● Work request
The line holding "the selected profile" and every line after it through the end of the entries below: retype these exactly and nothing more.

● Data records

//! File-based KeyValueStore implementation

use std::collections::BTreeMap;
use std::path::{Path, PathBuf};
use std::sync::{Mutex, MutexGuard};
use tracing::{debug, error, info};

use promptly_core::{Error, KeyValueStore, Result};

use crate::atomic_writer::write_atomically;

/// Key-value store persisted as a JSON object on disk
///
/// The whole map is held in memory and rewritten on every mutation; the
/// store only ever holds a handful of small entries.
#[derive(Debug)]
pub struct FileKeyValueStore {
    path: PathBuf,
    entries: Mutex<BTreeMap<String, String>>,
}

impl FileKeyValueStore {
    /// Open the store at `path`, loading existing entries if the file exists
    ///
    /// # Errors
    /// - `Error::Io` if the file exists but can't be read
    /// - `Error::Storage` if the file isn't a JSON object of strings
    pub fn open(path: impl Into<PathBuf>) -> Result<Self> {
        let path = path.into();

        let entries = if path.exists() {
            let contents = std::fs::read_to_string(&path)?;
            if contents.trim().is_empty() {
                BTreeMap::new()
            } else {
                serde_json::from_str(&contents).map_err(|e| {
                    error!("Failed to parse storage file {}: {}", path.display(), e);
                    Error::Storage(format!("Invalid storage file {}: {}", path.display(), e))
                })?
            }
        } else {
            BTreeMap::new()
        };

        info!(
            "Opened key-value store at {} ({} entries)",
            path.display(),
            entries.len()
        );

        Ok(Self {
            path,
            entries: Mutex::new(entries),
        })
    }

    pub fn path(&self) -> &Path {
        &self.path
    }

    fn lock(&self) -> Result<MutexGuard<'_, BTreeMap<String, String>>> {
        self.entries
            .lock()
            .map_err(|e| Error::Storage(format!("Storage lock poisoned: {}", e)))
    }

    /// Write `next` to disk, then adopt it as the in-memory state
    fn commit(
        &self,
        entries: &mut MutexGuard<'_, BTreeMap<String, String>>,
        next: BTreeMap<String, String>,
    ) -> Result<()> {
        let contents = serde_json::to_vec_pretty(&next)?;
        write_atomically(&self.path, &contents).map_err(|e| {
            error!("Failed to persist storage file {}: {}", self.path.display(), e);
            e
        })?;
        **entries = next;
        Ok(())
    }
}

impl KeyValueStore for FileKeyValueStore {
    fn get(&self, key: &str) -> Result<Option<String>> {
        Ok(self.lock()?.get(key).cloned())
    }

    fn set(&self, key: &str, value: &str) -> Result<()> {
        let mut entries = self.lock()?;
        if entries.get(key).map(String::as_str) == Some(value) {
            return Ok(());
        }

        let mut next = entries.clone();
        next.insert(key.to_string(), value.to_string());
        self.commit(&mut entries, next)?;

        debug!("Stored key '{}'", key);
        Ok(())
    }

    fn remove(&self, key: &str) -> Result<()> {
        let mut entries = self.lock()?;
        if !entries.contains_key(key) {
            return Ok(());
        }

        let mut next = entries.clone();
        next.remove(key);
        self.commit(&mut entries, next)?;

        debug!("Removed key '{}'", key);
        Ok(())
    }
}
//! Durable key-value storage abstraction
//!
//! The `KeyValueStore` trait stands in for the browser's local storage: a
//! small synchronous string map that survives restarts. The in-memory
//! implementation here backs tests and ephemeral sessions; the file-backed
//! one lives in `promptly-storage`.

use dashmap::DashMap;

use crate::Result;

/// Storage key holding the bearer token
pub const TOKEN_KEY: &str = "jwt_token";

/// Storage key holding the id of the selected profile
pub const SELECTED_PROFILE_KEY: &str = "selectedProfileId";

/// Synchronous string key-value store
///
/// Implementations:
/// - `MemoryKeyValueStore`: process-local map
/// - `FileKeyValueStore`: JSON file, written through on every mutation
///
/// # Example
/// ```
/// # use promptly_core::storage::{KeyValueStore, MemoryKeyValueStore, TOKEN_KEY};
/// # fn example() -> promptly_core::Result<()> {
/// let store = MemoryKeyValueStore::new();
/// store.set(TOKEN_KEY, "eyJ...")?;
/// assert_eq!(store.get(TOKEN_KEY)?.as_deref(), Some("eyJ..."));
/// # Ok(())
/// # }
/// ```
pub trait KeyValueStore: Send + Sync {
    /// Read a value
    ///
    /// # Errors
    /// - `Error::Storage` if the backing medium can't be read
    fn get(&self, key: &str) -> Result<Option<String>>;

    /// Write a value, replacing any previous one
    ///
    /// # Errors
    /// - `Error::Storage` / `Error::Io` if the write can't be made durable
    fn set(&self, key: &str, value: &str) -> Result<()>;

    /// Remove a value. Removing a missing key is not an error.
    fn remove(&self, key: &str) -> Result<()>;
}

/// In-memory key-value store
#[derive(Debug, Default)]
pub struct MemoryKeyValueStore {
    entries: DashMap<String, String>,
}

impl MemoryKeyValueStore {
    pub fn new() -> Self {
        Self::default()
    }

    pub fn len(&self) -> usize {
        self.entries.len()
    }

    pub fn is_empty(&self) -> bool {
        self.entries.is_empty()
    }
}

impl KeyValueStore for MemoryKeyValueStore {
    fn get(&self, key: &str) -> Result<Option<String>> {
        Ok(self.entries.get(key).map(|entry| entry.value().clone()))
    }

    fn set(&self, key: &str, value: &str) -> Result<()> {
        self.entries.insert(key.to_string(), value.to_string());
        Ok(())
    }

    fn remove(&self, key: &str) -> Result<()> {
        self.entries.remove(key);
        Ok(())
    }
}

● Answer for the task
/// Storage key holding the id of the selected profile
pub const SELECTED_PROFILE_KEY: &str = "selectedProfileId";

/// Synchronous string key-value store
///
/// Implementations:
/// - `MemoryKeyValueStore`: process-local map
/// - `FileKeyValueStore`: JSON file, written through on every mutation
///
/// # Example
/// ```
/// # use promptly_core::storage::{KeyValueStore, MemoryKeyValueStore, TOKEN_KEY};
/// # fn example() -> promptly_core::Result<()> {
/// let store = MemoryKeyValueStore::new();
/// store.set(TOKEN_KEY, "eyJ...")?;
/// assert_eq!(store.get(TOKEN_KEY)?.as_deref(), Some("eyJ..."));
/// # Ok(())
/// # }
/// ```
pub trait KeyValueStore: Send + Sync {
    /// Read a value
    ///
    /// # Errors
    /// - `Error::Storage` if the backing medium can't be read
    fn get(&self, key: &str) -> Result<Option<String>>;

    /// Write a value, replacing any previous one
    ///
    /// # Errors
    /// - `Error::Storage` / `Error::Io` if the write can't be made durable
    fn set(&self, key: &str, value: &str) -> Result<()>;

    /// Remove a value. Removing a missing key is not an error.
    fn remove(&self, key: &str) -> Result<()>;
}

/// In-memory key-value store
#[derive(Debug, Default)]
pub struct MemoryKeyValueStore {
    entries: DashMap<String, String>,
}

impl MemoryKeyValueStore {
    pub fn new() -> Self {
        Self::default()
    }

    pub fn len(&self) -> usize {
        self.entries.len()
    }

    pub fn is_empty(&self) -> bool {
        self.entries.is_empty()
    }
}

impl KeyValueStore for MemoryKeyValueStore {
    fn get(&self, key: &str) -> Result<Option<String>> {
        Ok(self.entries.get(key).map(|entry| entry.value().clone()))
    }

    fn set(&self, key: &str, value: &str) -> Result<()> {
        self.entries.insert(key.to_string(), value.to_string());
        Ok(())
    }

    fn remove(&self, key: &str) -> Result<()> {
        self.entries.remove(key);
        Ok(())
    }
}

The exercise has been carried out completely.